Split-stream dictionary program compression

  • Authors:
  • Steven Lucco

  • Affiliations:
  • Transmeta, 3940 Freedom Circle, Santa Clara, CA

  • Venue:
  • PLDI '00 Proceedings of the ACM SIGPLAN 2000 conference on Programming language design and implementation
  • Year:
  • 2000

Quantified Score

Hi-index 0.00

Visualization

Abstract

This paper describes split-stream dictionary (SSD) compression, a new technique for transforming programs into a compact, interpretable form. We define a compressed program as interpretable when it can be decompressed at basic-block granularity with reasonable efficiency.

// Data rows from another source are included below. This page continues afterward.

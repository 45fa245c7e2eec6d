//! The countdown engine: mode, time remaining, running flag and the
//! focus/break transition rules.
//!
//! The machine has no I/O and cannot fail. Everything that can go wrong
//! (persistence, playback) is handled by the coordinator around it.

use crate::settings::SessionSettings;
use serde::{Deserialize, Serialize};
use std::fmt;
use tracing::debug;

#[derive(Serialize, Deserialize, Clone, Copy, Debug, PartialEq, Eq, Hash)]
#[serde(rename_all = "snake_case")]
pub enum Mode {
    Focus,
    ShortBreak,
    LongBreak,
}

impl Mode {
    pub const ALL: [Mode; 3] = [Mode::Focus, Mode::ShortBreak, Mode::LongBreak];

    pub fn name(&self) -> &str {
        match self {
            Self::Focus => "🎯 FOCUS TIME",
            Self::ShortBreak => "☕ SHORT BREAK",
            Self::LongBreak => "🌴 LONG BREAK",
        }
    }

    pub fn as_str(&self) -> &'static str {
        match self {
            Self::Focus => "focus",
            Self::ShortBreak => "short_break",
            Self::LongBreak => "long_break",
        }
    }

    pub fn is_break(&self) -> bool {
        !matches!(self, Self::Focus)
    }
}

impl fmt::Display for Mode {
    fn fmt(&self, f: &mut fmt::Formatter<'_>) -> fmt::Result {
        f.write_str(self.as_str())
    }
}

/// Transient runtime state. Never persisted; recomputed from
/// [`SessionSettings`] whenever the mode changes.
#[derive(Clone, Copy, Debug, PartialEq, Eq)]
pub struct SessionRuntimeState {
    pub mode: Mode,
    pub seconds_remaining: u32,
    pub is_running: bool,
    pub sessions_completed_in_cycle: u32,
}

#[derive(Clone, Copy, Debug, PartialEq, Eq)]
pub enum TickOutcome {
    /// Ignored because the machine is paused.
    Idle,
    Counting { seconds_remaining: u32 },
    Completed { finished: Mode, next: Mode },
}

pub struct SessionMachine {
    state: SessionRuntimeState,
}

impl SessionMachine {
    pub fn new(settings: &SessionSettings) -> Self {
        Self {
            state: SessionRuntimeState {
                mode: Mode::Focus,
                seconds_remaining: settings.duration_secs(Mode::Focus),
                is_running: false,
                sessions_completed_in_cycle: 0,
            },
        }
    }

    pub fn state(&self) -> SessionRuntimeState {
        self.state
    }

    pub fn mode(&self) -> Mode {
        self.state.mode
    }

    pub fn seconds_remaining(&self) -> u32 {
        self.state.seconds_remaining
    }

    pub fn is_running(&self) -> bool {
        self.state.is_running
    }

    pub fn sessions_completed_in_cycle(&self) -> u32 {
        self.state.sessions_completed_in_cycle
    }

    pub fn start(&mut self) {
        if self.state.is_running {
            return;
        }
        self.state.is_running = true;
    }

    pub fn pause(&mut self) {
        if !self.state.is_running {
            return;
        }
        self.state.is_running = false;
    }

    pub fn reset(&mut self, settings: &SessionSettings) {
        self.state.seconds_remaining = settings.duration_secs(self.state.mode);
        self.state.is_running = false;
    }

    /// User-driven mode switch. Leaves the cycle counter alone.
    pub fn set_mode(&mut self, mode: Mode, settings: &SessionSettings) {
        self.state.mode = mode;
        self.state.seconds_remaining = settings.duration_secs(mode);
        self.state.is_running = false;
    }

    /// Live re-sync after a duration edit: if the edited duration belongs to
    /// the current mode the countdown jumps to it, even mid-session.
    pub fn resync(&mut self, changed: Mode, settings: &SessionSettings) {
        if changed == self.state.mode {
            self.state.seconds_remaining = settings.duration_secs(changed);
        }
    }

    pub fn tick(&mut self, settings: &SessionSettings) -> TickOutcome {
        if !self.state.is_running {
            return TickOutcome::Idle;
        }

        if let Some(left) = self.state.seconds_remaining.checked_sub(1) {
            self.state.seconds_remaining = left;
            return TickOutcome::Counting { seconds_remaining: left };
        }

        let finished = self.state.mode;
        self.state.is_running = false;
        let next = match finished {
            Mode::Focus => {
                self.state.sessions_completed_in_cycle += 1;
                let every = settings.sessions_until_long_break.max(1);
                if self.state.sessions_completed_in_cycle % every == 0 {
                    Mode::LongBreak
                } else {
                    Mode::ShortBreak
                }
            }
            Mode::ShortBreak | Mode::LongBreak => Mode::Focus,
        };
        self.state.mode = next;
        self.state.seconds_remaining = settings.duration_secs(next);

        debug!(
            event = "interval_complete",
            finished = %finished,
            next = %next,
            completed_in_cycle = self.state.sessions_completed_in_cycle
        );
        TickOutcome::Completed { finished, next }
    }

    pub fn progress_ratio(&self, settings: &SessionSettings) -> f64 {
        let total = settings.duration_secs(self.state.mode) as f64;
        if total == 0.0 {
            return 1.0;
        }
        (1.0 - (self.state.seconds_remaining as f64 / total)).clamp(0.0, 1.0)
    }
}

/// Formats seconds as `MM:SS`.
pub fn format_mmss(secs: u32) -> String {
    format!("{:02}:{:02}", secs / 60, secs % 60)
}

#[cfg(test)]
mod tests {
    use super::*;

    fn short_settings(sessions: u32) -> SessionSettings {
        SessionSettings {
            focus_minutes: 1,
            short_break_minutes: 1,
            long_break_minutes: 2,
            sessions_until_long_break: sessions,
            ..SessionSettings::default()
        }
    }

    /// Ticks until the current interval completes.
    fn run_out(machine: &mut SessionMachine, settings: &SessionSettings) -> (Mode, Mode) {
        machine.start();
        loop {
            if let TickOutcome::Completed { finished, next } = machine.tick(settings) {
                return (finished, next);
            }
        }
    }

    #[test]
    fn starts_paused_in_focus_with_full_duration() {
        let settings = SessionSettings::default();
        let m = SessionMachine::new(&settings);
        assert_eq!(m.mode(), Mode::Focus);
        assert_eq!(m.seconds_remaining(), 1500);
        assert!(!m.is_running());
        assert_eq!(m.sessions_completed_in_cycle(), 0);
    }

    #[test]
    fn tick_is_ignored_while_paused() {
        let settings = SessionSettings::default();
        let mut m = SessionMachine::new(&settings);
        assert_eq!(m.tick(&settings), TickOutcome::Idle);
        assert_eq!(m.seconds_remaining(), 1500);
    }

    #[test]
    fn pause_then_start_resumes_exactly() {
        let settings = SessionSettings::default();
        let mut m = SessionMachine::new(&settings);
        m.start();
        for _ in 0..7 {
            m.tick(&settings);
        }
        m.pause();
        let at_pause = m.seconds_remaining();
        assert_eq!(m.tick(&settings), TickOutcome::Idle);
        m.start();
        assert_eq!(m.seconds_remaining(), at_pause);
        m.tick(&settings);
        assert_eq!(m.seconds_remaining(), at_pause - 1);
    }

    #[test]
    fn start_and_pause_are_noops_when_repeated() {
        let settings = SessionSettings::default();
        let mut m = SessionMachine::new(&settings);
        m.start();
        m.tick(&settings);
        m.start();
        assert!(m.is_running());
        assert_eq!(m.seconds_remaining(), 1499);
        m.pause();
        m.pause();
        assert!(!m.is_running());
    }

    #[test]
    fn reset_is_idempotent() {
        let settings = SessionSettings::default();
        let mut m = SessionMachine::new(&settings);
        m.start();
        for _ in 0..30 {
            m.tick(&settings);
        }
        m.reset(&settings);
        let first = m.state();
        m.reset(&settings);
        assert_eq!(m.state(), first);
        assert_eq!(first.seconds_remaining, 1500);
        assert!(!first.is_running);
    }

    #[test]
    fn set_mode_keeps_cycle_counter() {
        let settings = short_settings(4);
        let mut m = SessionMachine::new(&settings);
        run_out(&mut m, &settings);
        assert_eq!(m.sessions_completed_in_cycle(), 1);
        m.set_mode(Mode::LongBreak, &settings);
        assert_eq!(m.mode(), Mode::LongBreak);
        assert_eq!(m.seconds_remaining(), 120);
        assert!(!m.is_running());
        assert_eq!(m.sessions_completed_in_cycle(), 1);
    }

    #[test]
    fn completion_happens_on_tick_after_zero() {
        let settings = short_settings(4);
        let mut m = SessionMachine::new(&settings);
        m.start();
        for _ in 0..60 {
            assert!(matches!(m.tick(&settings), TickOutcome::Counting { .. }));
        }
        assert_eq!(m.seconds_remaining(), 0);
        assert_eq!(
            m.tick(&settings),
            TickOutcome::Completed { finished: Mode::Focus, next: Mode::ShortBreak }
        );
        assert!(!m.is_running());
        assert_eq!(m.seconds_remaining(), 60);
    }

    #[test]
    fn long_break_on_every_nth_focus() {
        for sessions in 1..=5 {
            let settings = short_settings(sessions);
            let mut m = SessionMachine::new(&settings);
            for n in 1..=(sessions * 2) {
                let (finished, next) = run_out(&mut m, &settings);
                assert_eq!(finished, Mode::Focus);
                let expected = if n % sessions == 0 { Mode::LongBreak } else { Mode::ShortBreak };
                assert_eq!(next, expected, "sessions={sessions} n={n}");
                let (finished, next) = run_out(&mut m, &settings);
                assert!(finished.is_break());
                assert_eq!(next, Mode::Focus);
            }
        }
    }

    #[test]
    fn resync_only_touches_current_mode() {
        let mut settings = SessionSettings::default();
        let mut m = SessionMachine::new(&settings);
        m.start();
        m.tick(&settings);

        settings.short_break_minutes = 10;
        m.resync(Mode::ShortBreak, &settings);
        assert_eq!(m.seconds_remaining(), 1499);

        settings.focus_minutes = 30;
        m.resync(Mode::Focus, &settings);
        assert_eq!(m.seconds_remaining(), 1800);
        assert!(m.is_running());
    }

    #[test]
    fn progress_and_format() {
        let settings = short_settings(4);
        let mut m = SessionMachine::new(&settings);
        assert_eq!(m.progress_ratio(&settings), 0.0);
        m.start();
        for _ in 0..30 {
            m.tick(&settings);
        }
        assert!((m.progress_ratio(&settings) - 0.5).abs() < f64::EPSILON);
        assert_eq!(format_mmss(1500), "25:00");
        assert_eq!(format_mmss(61), "01:01");
    }
}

The granularity requirement enables interpreters or just-in-time (JIT) translators to decompress basic blocks incrementally during program execution. Our previous approach to interpretable compression, the Byte-coded RISC (BRISC) program format [1], achieved unprecedented decompression speed in excess of 5 megabytes per second on a 450MHz Pentium II while compressing benchmark programs to an average of three-fifths the size of their optimized x86 representation. SSD compression combines the key idea behind BRISC with new observations about instruction re-use frequencies to yield four advantages over BRISC and other competing techniques. First, SSD is simple, requiring only a few pages of code for an effective implementation. Second, SSD compresses programs more effectively than any interpretable program compression scheme known to us. For example, SSD compressed a set of programs including the spec95 benchmarks and Microsoft Word97 to less than half the size, on average, of their optimized x86 representation. Third, SSD exceeds BRISC's decompression and JIT translation rates by over 50%. Finally, SSD's two-phased approach to JIT translation enables a virtual machine to provide graceful degradation of program execution time in the face of increasing RAM constraints. For example, using SSD, we ran Word97 using a JIT-translation buffer one-third the size of Word97's optimized x86 code, yet incurred only 27% execution time overhead.